### [What you should do]
Scan the records below. Copy every line in which the word "MismatchedClosingTag" appears.

### [Provided data]
====================

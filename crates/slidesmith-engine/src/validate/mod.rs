//! # HTML Structural Validator
//!
//! Six independent passes over the raw document string, each producing its
//! own diagnostics; results are merged and stably sorted by line.
//!
//! ## Passes
//!
//! - **`syntax`**: open/close tag balance and illegal nesting
//! - **`structure`**: slide presence, duplicate ids, slide titles
//! - **`images`**: image source paths
//! - **`css`**: class names against the stylesheet, with suggestions
//! - **`content`**: empty slides, long text, extreme font sizes
//! - **`accessibility`**: mid-luminance colours, skipped heading levels
//!
//! Malformed input never fails validation; it only produces diagnostics.

mod accessibility;
mod content;
mod css;
mod images;
mod structure;
mod syntax;

use std::collections::HashSet;
use std::fmt;
use std::sync::LazyLock;

use log::trace;
use serde::Serialize;

use crate::style::{SlideSize, extract_css_classes, slide_styles_css};
use crate::text::LineIndex;

pub use css::levenshtein;

#[derive(Debug, Clone, Copy, PartialEq, Eq, Hash, Serialize)]
#[serde(rename_all = "lowercase")]
pub enum Severity {
    Error,
    Warning,
}

#[derive(Debug, Clone, Copy, PartialEq, Eq, Hash, Serialize)]
#[serde(rename_all = "SCREAMING_SNAKE_CASE")]
pub enum ErrorCode {
    ClosingTagWithoutOpening,
    MismatchedClosingTag,
    InvalidNesting,
    UnclosedTag,
    NoSlideElements,
    DuplicateId,
    MissingSlideTitle,
    InvalidImagePath,
    UndefinedCssClass,
    EmptySlide,
    TextTooLong,
    FontSizeTooSmall,
    FontSizeTooLarge,
    LowContrast,
    SkippedHeadingLevel,
}

impl ErrorCode {
    pub fn as_str(self) -> &'static str {
        match self {
            ErrorCode::ClosingTagWithoutOpening => "CLOSING_TAG_WITHOUT_OPENING",
            ErrorCode::MismatchedClosingTag => "MISMATCHED_CLOSING_TAG",
            ErrorCode::InvalidNesting => "INVALID_NESTING",
            ErrorCode::UnclosedTag => "UNCLOSED_TAG",
            ErrorCode::NoSlideElements => "NO_SLIDE_ELEMENTS",
            ErrorCode::DuplicateId => "DUPLICATE_ID",
            ErrorCode::MissingSlideTitle => "MISSING_SLIDE_TITLE",
            ErrorCode::InvalidImagePath => "INVALID_IMAGE_PATH",
            ErrorCode::UndefinedCssClass => "UNDEFINED_CSS_CLASS",
            ErrorCode::EmptySlide => "EMPTY_SLIDE",
            ErrorCode::TextTooLong => "TEXT_TOO_LONG",
            ErrorCode::FontSizeTooSmall => "FONT_SIZE_TOO_SMALL",
            ErrorCode::FontSizeTooLarge => "FONT_SIZE_TOO_LARGE",
            ErrorCode::LowContrast => "LOW_CONTRAST",
            ErrorCode::SkippedHeadingLevel => "SKIPPED_HEADING_LEVEL",
        }
    }

    /// Tag structure problems are errors; quality hints are warnings.
    pub fn severity(self) -> Severity {
        match self {
            ErrorCode::ClosingTagWithoutOpening
            | ErrorCode::MismatchedClosingTag
            | ErrorCode::InvalidNesting
            | ErrorCode::UnclosedTag
            | ErrorCode::NoSlideElements
            | ErrorCode::DuplicateId
            | ErrorCode::InvalidImagePath => Severity::Error,
            ErrorCode::MissingSlideTitle
            | ErrorCode::UndefinedCssClass
            | ErrorCode::EmptySlide
            | ErrorCode::TextTooLong
            | ErrorCode::FontSizeTooSmall
            | ErrorCode::FontSizeTooLarge
            | ErrorCode::LowContrast
            | ErrorCode::SkippedHeadingLevel => Severity::Warning,
        }
    }
}

impl fmt::Display for ErrorCode {
    fn fmt(&self, f: &mut fmt::Formatter<'_>) -> fmt::Result {
        f.write_str(self.as_str())
    }
}

/// One diagnostic. `line` and `column` are 1-based; columns count UTF-16
/// code units.
#[derive(Debug, Clone, PartialEq, Eq, Serialize)]
pub struct ValidationError {
    pub line: usize,
    #[serde(skip_serializing_if = "Option::is_none")]
    pub column: Option<usize>,
    #[serde(rename = "type")]
    pub severity: Severity,
    pub message: String,
    pub code: ErrorCode,
}

impl ValidationError {
    pub fn new(code: ErrorCode, line: usize, column: Option<usize>, message: String) -> Self {
        Self {
            line,
            column,
            severity: code.severity(),
            message,
            code,
        }
    }
}

impl fmt::Display for ValidationError {
    fn fmt(&self, f: &mut fmt::Formatter<'_>) -> fmt::Result {
        let severity = match self.severity {
            Severity::Error => "error",
            Severity::Warning => "warning",
        };
        match self.column {
            Some(col) => write!(f, "{}:{col}: {severity} [{}] {}", self.line, self.code, self.message),
            None => write!(f, "{}: {severity} [{}] {}", self.line, self.code, self.message),
        }
    }
}

/// The document plus its line table, shared by every pass.
pub(crate) struct Source<'a> {
    pub html: &'a str,
    lines: LineIndex,
}

impl<'a> Source<'a> {
    fn new(html: &'a str) -> Self {
        Self {
            html,
            lines: LineIndex::new(html),
        }
    }

    pub fn line(&self, offset: usize) -> usize {
        self.lines.line(offset)
    }

    pub fn column(&self, offset: usize) -> usize {
        self.lines.column(self.html, offset)
    }
}

/// Validates documents against a fixed set of defined CSS classes.
#[derive(Debug, Clone)]
pub struct Validator {
    /// Defined classes in stylesheet order; suggestions prefer earlier ones.
    ordered: Vec<String>,
    defined: HashSet<String>,
}

impl Validator {
    pub fn new<I, S>(defined_classes: I) -> Self
    where
        I: IntoIterator<Item = S>,
        S: Into<String>,
    {
        let mut validator = Self {
            ordered: Vec::new(),
            defined: HashSet::new(),
        };
        validator.add_classes(defined_classes);
        validator
    }

    /// Builds a validator whose defined classes are those of `css`.
    pub fn with_stylesheet(css: &str) -> Self {
        Self::new(extract_css_classes(css))
    }

    /// Adds more defined classes, e.g. from a user stylesheet.
    pub fn with_extra_classes<I, S>(mut self, classes: I) -> Self
    where
        I: IntoIterator<Item = S>,
        S: Into<String>,
    {
        self.add_classes(classes);
        self
    }

    fn add_classes<I, S>(&mut self, classes: I)
    where
        I: IntoIterator<Item = S>,
        S: Into<String>,
    {
        for class in classes {
            let class = class.into();
            if self.defined.insert(class.clone()) {
                self.ordered.push(class);
            }
        }
    }

    pub fn defines(&self, class: &str) -> bool {
        self.defined.contains(class)
    }

    pub fn validate(&self, html: &str) -> Vec<ValidationError> {
        let source = Source::new(html);
        let mut errors = Vec::new();

        let passes: [(&str, Vec<ValidationError>); 6] = [
            ("syntax", syntax::check(&source)),
            ("structure", structure::check(&source)),
            ("images", images::check(&source)),
            ("css", css::check(&source, &self.ordered, &self.defined)),
            ("content", content::check(&source)),
            ("accessibility", accessibility::check(&source)),
        ];
        for (name, found) in passes {
            trace!("{name} pass: {} diagnostics", found.len());
            errors.extend(found);
        }

        errors.sort_by_key(|e| e.line);
        errors
    }
}

static DEFAULT_VALIDATOR: LazyLock<Validator> =
    LazyLock::new(|| Validator::with_stylesheet(&slide_styles_css(SlideSize::default())));

/// Validates against the shipped stylesheet.
pub fn validate_html(html: &str) -> Vec<ValidationError> {
    DEFAULT_VALIDATOR.validate(html)
}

====================

### [Your response]
    MismatchedClosingTag,
            ErrorCode::MismatchedClosingTag => "MISMATCHED_CLOSING_TAG",
            | ErrorCode::MismatchedClosingTag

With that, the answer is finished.